TASK ITEM:
All of the entries should be returned without a single change.

DATA EXTRACTS:
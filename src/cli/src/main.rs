#![warn(clippy::pedantic)]

mod config;

use std::{path::PathBuf, time::Duration};

use clap::{ArgAction, Parser, Subcommand};
use color_eyre::{eyre::eyre, owo_colors::OwoColorize};
use config::Config;
use env_logger::TimestampPrecision;
use itertools::Itertools;
use log::{LevelFilter, debug};
use twophase::{CubieState, MoveSequence, ScrambleQueue, facelet};

/// Solves and scrambles the 3x3x3 cube with Kociemba's two-phase algorithm
#[derive(Parser)]
#[command(version, about, long_about = None)]
struct Cli {
    /// Settings file in TOML format
    #[arg(long, short = 'c', value_name = "CONFIG")]
    config: Option<PathBuf>,

    /// Maximum solution length, overriding the settings file
    #[arg(long, global = true)]
    max_depth: Option<usize>,

    /// Search time limit in seconds, overriding the settings file. Zero
    /// disables the limit.
    #[arg(long, global = true)]
    time_out: Option<u64>,

    /// Increase logging verbosity (can be repeated)
    #[arg(short, long, action = ArgAction::Count)]
    log_level: u8,

    #[command(subcommand)]
    command: Commands,
}

#[derive(Subcommand)]
enum Commands {
    /// Solve a cube given as 54 facelets in U, R, F, D, L, B face order
    Solve {
        /// The facelet string, e.g. "UUUUUUUUURRRRRRRRRFFFFFFFFFDDDDDDDDDLLLLLLLLLBBBBBBBBB"
        facelets: String,
        /// Mark the end of phase 1 with a `.`
        #[arg(short, long)]
        separator: bool,
    },
    /// Print random-state scrambles
    Scramble {
        /// How many scrambles to print
        #[arg(short = 'n', long, default_value_t = 1)]
        count: usize,
        /// Print random-move scrambles of this length instead
        #[arg(long, value_name = "LEN")]
        moves: Option<usize>,
    },
    /// Print the facelet string reached by applying moves to a solved cube
    State {
        /// The move sequence, e.g. "R U' F2"
        sequence: String,
    },
}

fn main() -> color_eyre::Result<()> {
    color_eyre::install()?;
    let cli = Cli::parse();

    env_logger::Builder::new()
        .filter_level(match cli.log_level {
            0 => LevelFilter::Warn,
            1 => LevelFilter::Info,
            2 => LevelFilter::Debug,
            _ => LevelFilter::Trace,
        })
        .format_timestamp(Some(TimestampPrecision::Millis))
        .init();

    let mut config = match &cli.config {
        Some(path) => Config::load(path)?,
        None => Config::default(),
    };
    if let Some(max_depth) = cli.max_depth {
        config.max_depth = max_depth;
    }
    if let Some(time_out) = cli.time_out {
        config.time_out_secs = time_out;
    }
    debug!("Using {config:?}");
    let options = config.solve_options();

    match cli.command {
        Commands::Solve {
            facelets,
            separator,
        } => {
            let (result, elapsed) = twophase::solve(&facelets, &options);
            let solution = result.map_err(|e| eyre!("{}: {e}", e.code()))?;
            let text = if separator {
                solution.with_separator()
            } else {
                solution.to_string()
            };
            println!("{}", text.green());
            println!(
                "{}",
                format!(
                    "{} moves in {}",
                    solution.len(),
                    format_duration(elapsed)
                )
                .dimmed()
            );
        }
        Commands::Scramble {
            count,
            moves: Some(len),
        } => {
            let mut rng = fastrand::Rng::new();
            for _ in 0..count {
                println!("{}", MoveSequence::random_moves(&mut rng, len));
            }
        }
        Commands::Scramble { count, moves: None } => {
            let queue = ScrambleQueue::new(config.queue_capacity, options);
            for (i, scramble) in queue.take(count).enumerate() {
                let scramble = scramble.map_err(|e| eyre!("{}: {e}", e.code()))?;
                let label = format!("{:>width$}.", i + 1, width = count.to_string().len());
                println!("{} {scramble}", label.dimmed());
            }
        }
        Commands::State { sequence } => {
            let moves: MoveSequence = sequence.parse()?;
            let state = CubieState::SOLVED.apply_all(&moves);
            let facelets = facelet::to_facelets(&state);
            println!("{facelets}");
            let faces = facelets
                .chars()
                .chunks(9)
                .into_iter()
                .map(|face| face.collect::<String>())
                .join(" ");
            debug!("By face: {faces}");
        }
    }

    Ok(())
}

fn format_duration(elapsed: Duration) -> String {
    if elapsed < Duration::from_secs(1) {
        format!("{:.1}ms", elapsed.as_secs_f64() * 1000.0)
    } else {
        format!("{:.3}s", elapsed.as_secs_f64())
    }
}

EXPECTED ANSWER:
filename src/cli/src/main.rs
#![warn(clippy::pedantic)]

mod config;

use std::{path::PathBuf, time::Duration};

use clap::{ArgAction, Parser, Subcommand};
use color_eyre::{eyre::eyre, owo_colors::OwoColorize};
use config::Config;
use env_logger::TimestampPrecision;
use itertools::Itertools;
use log::{LevelFilter, debug};
use twophase::{CubieState, MoveSequence, ScrambleQueue, facelet};

/// Solves and scrambles the 3x3x3 cube with Kociemba's two-phase algorithm
#[derive(Parser)]
#[command(version, about, long_about = None)]
struct Cli {
    /// Settings file in TOML format
    #[arg(long, short = 'c', value_name = "CONFIG")]
    config: Option<PathBuf>,

    /// Maximum solution length, overriding the settings file
    #[arg(long, global = true)]
    max_depth: Option<usize>,

    /// Search time limit in seconds, overriding the settings file. Zero
    /// disables the limit.
    #[arg(long, global = true)]
    time_out: Option<u64>,

    /// Increase logging verbosity (can be repeated)
    #[arg(short, long, action = ArgAction::Count)]
    log_level: u8,

    #[command(subcommand)]
    command: Commands,
}

#[derive(Subcommand)]
enum Commands {
    /// Solve a cube given as 54 facelets in U, R, F, D, L, B face order
    Solve {
        /// The facelet string, e.g. "UUUUUUUUURRRRRRRRRFFFFFFFFFDDDDDDDDDLLLLLLLLLBBBBBBBBB"
        facelets: String,
        /// Mark the end of phase 1 with a `.`
        #[arg(short, long)]
        separator: bool,
    },
    /// Print random-state scrambles
    Scramble {
        /// How many scrambles to print
        #[arg(short = 'n', long, default_value_t = 1)]
        count: usize,
        /// Print random-move scrambles of this length instead
        #[arg(long, value_name = "LEN")]
        moves: Option<usize>,
    },
    /// Print the facelet string reached by applying moves to a solved cube
    State {
        /// The move sequence, e.g. "R U' F2"
        sequence: String,
    },
}

fn main() -> color_eyre::Result<()> {
    color_eyre::install()?;
    let cli = Cli::parse();

    env_logger::Builder::new()
        .filter_level(match cli.log_level {
            0 => LevelFilter::Warn,
            1 => LevelFilter::Info,
            2 => LevelFilter::Debug,
            _ => LevelFilter::Trace,
        })
        .format_timestamp(Some(TimestampPrecision::Millis))
        .init();

    let mut config = match &cli.config {
        Some(path) => Config::load(path)?,
        None => Config::default(),
    };
    if let Some(max_depth) = cli.max_depth {
        config.max_depth = max_depth;
    }
    if let Some(time_out) = cli.time_out {
        config.time_out_secs = time_out;
    }
    debug!("Using {config:?}");
    let options = config.solve_options();

    match cli.command {
        Commands::Solve {
            facelets,
            separator,
        } => {
            let (result, elapsed) = twophase::solve(&facelets, &options);
            let solution = result.map_err(|e| eyre!("{}: {e}", e.code()))?;
            let text = if separator {
                solution.with_separator()
            } else {
                solution.to_string()
            };
            println!("{}", text.green());
            println!(
                "{}",
                format!(
                    "{} moves in {}",
                    solution.len(),
                    format_duration(elapsed)
                )
                .dimmed()
            );
        }
        Commands::Scramble {
            count,
            moves: Some(len),
        } => {
            let mut rng = fastrand::Rng::new();
            for _ in 0..count {
                println!("{}", MoveSequence::random_moves(&mut rng, len));
            }
        }
        Commands::Scramble { count, moves: None } => {
            let queue = ScrambleQueue::new(config.queue_capacity, options);
            for (i, scramble) in queue.take(count).enumerate() {
                let scramble = scramble.map_err(|e| eyre!("{}: {e}", e.code()))?;
                let label = format!("{:>width$}.", i + 1, width = count.to_string().len());
                println!("{} {scramble}", label.dimmed());
            }
        }
        Commands::State { sequence } => {
            let moves: MoveSequence = sequence.parse()?;
            let state = CubieState::SOLVED.apply_all(&moves);
            let facelets = facelet::to_facelets(&state);
            println!("{facelets}");
            let faces = facelets
                .chars()
                .chunks(9)
                .into_iter()
                .map(|face| face.collect::<String>())
                .join(" ");
            debug!("By face: {faces}");
        }
    }

    Ok(())
}

fn format_duration(elapsed: Duration) -> String {
    if elapsed < Duration::from_secs(1) {
        format!("{:.1}ms", elapsed.as_secs_f64() * 1000.0)
    } else {
        format!("{:.3}s", elapsed.as_secs_f64())
    }
}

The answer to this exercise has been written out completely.